Tollé contre la sortie de Daniel Ducarme sur « l'échec de l'intégration » ! Ecolo, PS et CDH signent un communiqué commun contre « l'indécence » du MR.

Ducarme seul contre tous

WILLIAM BOURTON

Les propos du président du Mouvement réformateur, Daniel Ducarme, selon lesquels l'intégration est un échec (« Le Soir » du 15 octobre), ont suscité un joli tollé dans la classe politique. L'ensemble des adversaires du MR (PS, Ecolo, CDH, MOC), mais également de nombreuses personnalités du monde syndical et associatif (FGTB, CSC, Mrax...) ont cosigné un communiqué commun, titré : « Intégrons la richesse d'une société multiculturelle ».

A l'origine de cette démarche « transfrontalière », on trouve Evelyne Huytebroeck et Jacky Morael, actuelle et ancien secrétaire fédéral d'Ecolo. Toute la matinée de mardi, ils ont peaufiné un « droit de réponse » à Ducarme, en étroite collaboration avec Elio Di Rupo (PS) et Joëlle Milquet (CDH). Une coalition purement de circonstance, précise- t-on toutefois dans l'entourage de cette dernière.

Que dit ce communiqué commun ? Que, en opposant des catégories de citoyens, en fustigeant le manque d'intégration des citoyens d'origine étrangère, en liant le mal-être des « Belges de souche » à la présence de citoyens d'origine étrangère, le MR montre qu'il n'a rien compris.
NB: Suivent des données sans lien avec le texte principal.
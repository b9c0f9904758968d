//! Common test utilities and setup
#![allow(dead_code)]

use async_trait::async_trait;
use hades::config::RollbackConfig;
use hades::db::Database;
use hades::hints::HintRules;
use hades::trackers::{
    ContainerRuntime, ContainerState, ContainerTracker, FileTracker, RowTracker, TrackerRegistry,
};
use hades::{HadesError, OperationRepository, RollbackEngine};
use std::collections::HashMap;
use std::path::PathBuf;
use std::sync::atomic::{AtomicUsize, Ordering};
use std::sync::{Arc, Mutex};
use tempfile::TempDir;

static TEST_DB_COUNTER: AtomicUsize = AtomicUsize::new(0);

/// In-memory container runtime
#[derive(Default)]
pub struct FakeRuntime {
    containers: Mutex<HashMap<String, bool>>,
    calls: Mutex<Vec<String>>,
}

impl FakeRuntime {
    pub fn set(&self, name: &str, running: bool) {
        self.containers.lock().unwrap().insert(name.to_string(), running);
    }

    pub fn is_running(&self, name: &str) -> Option<bool> {
        self.containers.lock().unwrap().get(name).copied()
    }

    pub fn calls(&self) -> Vec<String> {
        self.calls.lock().unwrap().clone()
    }
}

#[async_trait]
impl ContainerRuntime for FakeRuntime {
    async fn inspect(&self, name: &str) -> hades::Result<Option<ContainerState>> {
        Ok(self.is_running(name).map(|running| ContainerState {
            id: format!("{}-0001", name),
            running,
            status: if running { "running" } else { "exited" }.to_string(),
            image: "nginx:1.25".to_string(),
        }))
    }

    async fn start(&self, name: &str) -> hades::Result<()> {
        self.calls.lock().unwrap().push(format!("start {}", name));
        match self.is_running(name) {
            Some(_) => {
                self.set(name, true);
                Ok(())
            }
            None => Err(HadesError::Runtime(format!("Error: No such container: {}", name))),
        }
    }

    async fn stop(&self, name: &str) -> hades::Result<()> {
        self.calls.lock().unwrap().push(format!("stop {}", name));
        match self.is_running(name) {
            Some(_) => {
                self.set(name, false);
                Ok(())
            }
            None => Err(HadesError::Runtime(format!("Error: No such container: {}", name))),
        }
    }
}

/// Engine wired to temp-dir stores and a fake container runtime
pub struct TestHarness {
    pub temp_dir: TempDir,
    pub engine: Arc<RollbackEngine>,
    pub row_store: Arc<Database>,
    pub runtime: Arc<FakeRuntime>,
}

impl TestHarness {
    /// Directory for files the tests create and mutate
    pub fn work_dir(&self) -> PathBuf {
        self.temp_dir.path().join("work")
    }

    pub fn snapshot_dir(&self) -> PathBuf {
        self.temp_dir.path().join("snapshots")
    }

    /// Run SQL directly against the row store, as the actor would
    pub async fn exec(&self, sql: &str) {
        sqlx::query(sql)
            .execute(self.row_store.pool())
            .await
            .expect("Failed to execute statement");
    }
}

/// Create a harness with unique database files
pub async fn setup_harness() -> TestHarness {
    let temp_dir = TempDir::new().expect("Failed to create temp dir");
    let counter = TEST_DB_COUNTER.fetch_add(1, Ordering::SeqCst);

    let log = Database::open_file(temp_dir.path().join(format!("log_{}.db", counter)))
        .await
        .expect("Failed to create operation log");
    log.run_migrations().await.expect("Failed to run migrations");

    let row_store = Arc::new(
        Database::open_file(temp_dir.path().join(format!("rows_{}.db", counter)))
            .await
            .expect("Failed to create row store"),
    );

    std::fs::create_dir_all(temp_dir.path().join("work")).expect("Failed to create work dir");

    let runtime = Arc::new(FakeRuntime::default());
    let registry = TrackerRegistry::new()
        .register(Arc::new(FileTracker::new(temp_dir.path().join("snapshots"))))
        .register(Arc::new(ContainerTracker::new(runtime.clone())))
        .register(Arc::new(RowTracker::new(row_store.clone())));

    let engine = RollbackEngine::new(
        OperationRepository::new(Arc::new(log)),
        registry,
        HintRules::from_config(&RollbackConfig::default()),
    )
    .expect("Failed to build engine");

    TestHarness {
        temp_dir,
        engine: Arc::new(engine),
        row_store,
        runtime,
    }
}
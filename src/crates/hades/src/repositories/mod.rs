//! Database repositories
//!
//! Persistence for the operation log.

pub mod operation_repository;

pub use operation_repository::OperationRepository;
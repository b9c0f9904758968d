//! Operation record model

use crate::models::snapshot::StateSnapshot;
use chrono::{DateTime, Utc};
use serde::{Deserialize, Serialize};
use uuid::Uuid;

/// Lifecycle state, derived from the record's fields
#[derive(Debug, Clone, Copy, PartialEq, Eq, Serialize, Deserialize)]
#[serde(rename_all = "snake_case")]
pub enum OperationState {
    Tracked,
    Completed,
    RolledBack,
}

impl OperationState {
    pub fn as_str(&self) -> &'static str {
        match self {
            Self::Tracked => "tracked",
            Self::Completed => "completed",
            Self::RolledBack => "rolled_back",
        }
    }
}

impl std::fmt::Display for OperationState {
    fn fmt(&self, f: &mut std::fmt::Formatter<'_>) -> std::fmt::Result {
        write!(f, "{}", self.as_str())
    }
}

/// One tracked command and its lifecycle
///
/// Stored in the operation log (`operations` table). `id`, `correlation_id`,
/// `operation_type`, `command` and `before_state` never change after insert.
#[derive(Debug, Clone, PartialEq, Serialize, Deserialize)]
pub struct Operation {
    /// Unique operation identifier (UUID string)
    pub id: String,

    /// External caller reference
    pub correlation_id: Option<String>,

    /// e.g. "file_write", "docker_stop", "sql_update"
    pub operation_type: String,

    /// Raw command text
    pub command: String,

    /// State captured at track time
    pub before_state: StateSnapshot,

    /// State captured at completion (file kind only)
    pub after_state: Option<StateSnapshot>,

    /// Advisory manual-reversal text; never executed
    pub rollback_hint: Option<String>,

    /// Success flag reported by the caller on completion
    pub success: Option<bool>,

    pub executed_at: DateTime<Utc>,

    pub completed_at: Option<DateTime<Utc>>,

    /// Monotonic: never returns to false
    pub rolled_back: bool,

    pub rolled_back_at: Option<DateTime<Utc>>,
}

impl Operation {
    /// Create a freshly tracked operation
    pub fn new(
        operation_type: impl Into<String>,
        command: impl Into<String>,
        correlation_id: Option<String>,
        before_state: StateSnapshot,
    ) -> Self {
        Self {
            id: Uuid::new_v4().to_string(),
            correlation_id,
            operation_type: operation_type.into(),
            command: command.into(),
            before_state,
            after_state: None,
            rollback_hint: None,
            success: None,
            executed_at: Utc::now(),
            completed_at: None,
            rolled_back: false,
            rolled_back_at: None,
        }
    }

    pub fn state(&self) -> OperationState {
        if self.rolled_back {
            OperationState::RolledBack
        } else if self.completed_at.is_some() {
            OperationState::Completed
        } else {
            OperationState::Tracked
        }
    }

    pub fn summary(&self) -> OperationSummary {
        OperationSummary {
            id: self.id.clone(),
            operation_type: self.operation_type.clone(),
            command: self.command.clone(),
            executed_at: self.executed_at,
            state: self.state(),
            rolled_back: self.rolled_back,
        }
    }
}

/// Read-only projection used for listings
#[derive(Debug, Clone, PartialEq, Eq, Serialize, Deserialize)]
pub struct OperationSummary {
    pub id: String,
    pub operation_type: String,
    pub command: String,
    pub executed_at: DateTime<Utc>,
    pub state: OperationState,
    pub rolled_back: bool,
}

#[cfg(test)]
mod tests {
    use super::*;

    #[test]
    fn test_new_operation_is_tracked() {
        let op = Operation::new("file_write", "echo hi > /tmp/a", None, StateSnapshot::uncaptured("x"));
        assert_eq!(op.state(), OperationState::Tracked);
        assert!(!op.rolled_back);
        assert!(Uuid::parse_str(&op.id).is_ok());
    }

    #[test]
    fn test_state_derivation() {
        let mut op = Operation::new("docker_stop", "docker stop web", None, StateSnapshot::uncaptured("x"));
        op.completed_at = Some(Utc::now());
        assert_eq!(op.state(), OperationState::Completed);

        op.rolled_back = true;
        op.rolled_back_at = Some(Utc::now());
        assert_eq!(op.state(), OperationState::RolledBack);
        assert_eq!(op.summary().state, OperationState::RolledBack);
    }
}
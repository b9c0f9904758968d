//! HTTP API for the rollback agent
//!
//! - `POST /api/track`, `POST /api/complete`: operation lifecycle
//! - `POST /api/rollback`: one operation by id, or the last `count`
//! - `GET /api/operations`, `GET /api/operations/:id`: the operation log
//! - `GET /api/health`: liveness plus operation log connectivity

pub mod error;
pub mod handlers;
pub mod models;
pub mod routes;

pub use error::{ApiError, ApiErrorResponse, ApiResult};
pub use routes::{create_router, AppState};
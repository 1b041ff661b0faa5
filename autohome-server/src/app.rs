use std::sync::Arc;

use autohome_core::AutoHome;
use axum::Router;
use axum::routing::post;
use tower_http::trace::TraceLayer;

use crate::handles::*;

pub fn create_app(home: Arc<AutoHome>, prefix: &str) -> Router {
    let route = match prefix.trim_matches('/') {
        "" => String::from("/:action"),
        prefix => format!("/{prefix}/:action"),
    };

    Router::new()
        .route(&route, post(execute_action))
        .with_state(ActionState { home })
        .layer(TraceLayer::new_for_http())
}
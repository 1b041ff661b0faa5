pub mod relay;
pub mod sensor;
pub mod zone;

pub use relay::RelayLine;
pub use sensor::{SensorDefinition, TemperatureReading};
pub use zone::AlarmZone;
use std::thread;
use std::time::Duration;

use time::{OffsetDateTime, UtcOffset};

pub trait Clock: Send + Sync {
    fn now_utc(&self) -> OffsetDateTime;

    /// Offset used to render wall-clock timestamps.
    fn local_offset(&self) -> UtcOffset;

    fn sleep(&self, duration: Duration);

    fn now_local(&self) -> OffsetDateTime {
        self.now_utc().to_offset(self.local_offset())
    }
}

pub struct SystemClock {
    local_offset: UtcOffset,
}

impl SystemClock {
    /// Must be called before the process spawns threads, otherwise the local
    /// offset cannot be determined and UTC is used instead.
    pub fn new() -> Self {
        let local_offset = UtcOffset::current_local_offset().unwrap_or_else(|e| {
            tracing::warn!("Cannot determine local UTC offset, using UTC: {}", e);
            UtcOffset::UTC
        });

        Self { local_offset }
    }
}

impl Default for SystemClock {
    fn default() -> Self {
        Self::new()
    }
}

impl Clock for SystemClock {
    fn now_utc(&self) -> OffsetDateTime {
        OffsetDateTime::now_utc()
    }

    fn local_offset(&self) -> UtcOffset {
        self.local_offset
    }

    fn sleep(&self, duration: Duration) {
        thread::sleep(duration);
    }
}
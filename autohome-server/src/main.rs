use std::process::ExitCode;
use std::sync::Arc;

use autohome_core::adapters::{LogFeedback, SystemClock};
use autohome_core::configs::Settings;
use autohome_core::{AutoHome, Collaborators};
use autohome_server::run;

fn main() -> ExitCode {
    let settings = match Settings::new() {
        Ok(settings) => settings,
        Err(e) => {
            eprintln!("Failed to load settings: {e}");
            return ExitCode::FAILURE;
        }
    };

    tracing_subscriber::fmt()
        .with_env_filter(tracing_subscriber::EnvFilter::try_from_default_env().unwrap_or_else(|_| {
            let app_name = env!("CARGO_PKG_NAME").replace('-', "_");
            let level = settings.logger.level.as_str();

            format!("{app_name}={level},autohome_core={level},tower_http={level}").into()
        }))
        .init();

    // The local offset can only be read while the process is single-threaded.
    let clock = Arc::new(SystemClock::new());
    let collaborators = match Collaborators::from_settings(&settings, clock, Arc::new(LogFeedback)) {
        Ok(collaborators) => collaborators,
        Err(e) => {
            tracing::error!("Failed to set up the hardware: {}", e);
            return ExitCode::FAILURE;
        }
    };
    let home = Arc::new(AutoHome::new(&settings, collaborators));

    let runtime = match tokio::runtime::Builder::new_multi_thread().enable_all().build() {
        Ok(runtime) => runtime,
        Err(e) => {
            eprintln!("Failed to start the runtime: {e}");
            return ExitCode::FAILURE;
        }
    };

    match runtime.block_on(run(&settings, home)) {
        Ok(()) => ExitCode::SUCCESS,
        Err(e) => {
            tracing::error!("Server stopped: {:#}", e);
            ExitCode::FAILURE
        }
    }
}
Selon les signataires en effet, la toute grande majorité des immigrés se sent belge, et l'écrasante majorité des Belges reconnaît que les immigrés ont toute leur place dans notre société.

Mais le texte est également éminemment « politique ». De la part d'un parti (le MR, ex-PRL) qui, par le passé, s'est opposé à la reconnaissance des droits de tous les citoyens et à la mise en oeuvre de politiques sociales permettant une meilleure cohabitation, il y a une indécence à aujourd'hui stigmatiser le manque d'intégration des populations d'origine étrangère, peut-on lire. Comme d'autres leaders de la droite en Europe, M. Ducarme semble tenté de mener une campagne agitant les peurs et les fantasmes. L'expérience indique pourtant à suffisance que qui sème la peur récolte la haine !

Du côté MR, Daniel Ducarme maintient son analyse, tandis que Louis Michel se refusait mardi à tout commentaire.·

Ecolo, PS et CDH contre Ducarme

. En Flandre, l'immigration est déjà un sujet polémique.

Marco Martiniello, politologue, récuse le terme intégration

.Politique Vague de réprobation après les propos de Ducarme au « Soir » sur l'échec des politiques en matière d'immigration

Forte polémique autour de l'intégrationENTRETIEN

MARTINE VANDEMEULEBROUCKE

Le président du MR estime que l'intégration des immigrés a échoué. Vrai ? Faux ?

M. Ducarme met sans doute le doigt sur des problèmes qui existent dans la société belge : il est vrai qu'il y a un sentiment d'insécurité dans certaines franges de la population, quelle que soit leur origine, mais de là à dire que cette insécurité est le résultat de l'échec des politiques d'intégration qui ont été menées depuis une quinzaine d'années, c'est un peu rapide.

La question a en fait été lancée par les partis flamands depuis quelques semaines. Comment expliquer qu'elle refasse surface ?

C'est d'autant plus surprenant que le concept d'intégration - en tout cas dans le monde scientifique - est contesté depuis longtemps. Tout à coup, cette question resurgit, et je me demande si le contexte international n'y est pas pour quelque chose.

La peur des réactions des communautés musulmanes en cas de guerre en Irak ?

Il y a de cela. Depuis le 11 septembre, des amalgames ont pénétré dans certaines sphères de la population belge et européenne. Amalgames entre immigrés et terrorisme, refus de la modernité, islamisme. Il y a des tentatives de mettre certaines choses sur la table, mais est-ce le meilleur moment et la meilleure façon de le faire ? Plutôt que de parler d'intégration des immigrés, il vaudrait mieux parler de l'intégration de la société dans son ensemble. Je crois qu'une série de problèmes importants que la Belgique rencontre aujourd'hui n'ont rien à voir avec l'intégration des immigrés. Mais à l'accroissement du fossé entre gens qui sont bien dans le système et ceux qui sont en dehors, avec des jobs précaires et une situation pénible au quotidien.

Pour moi, la question de l'intégration des immigrés est résolue depuis bien longtemps. Ceux qu'on appelle les immigrés font partie intégrante de la société belge. Il est vrai que cette société est soumise à des flux migratoires qui existeront toujours. Et donc se posent des questions différentes avec les nouveaux migrants. Mais ce n'est pas le même débat. On ne peut pas mélanger les arrivées nouvelles avec la situation de ceux qui sont là depuis 20 ou 30 ans. Le terme d'intégration cache cette diversité.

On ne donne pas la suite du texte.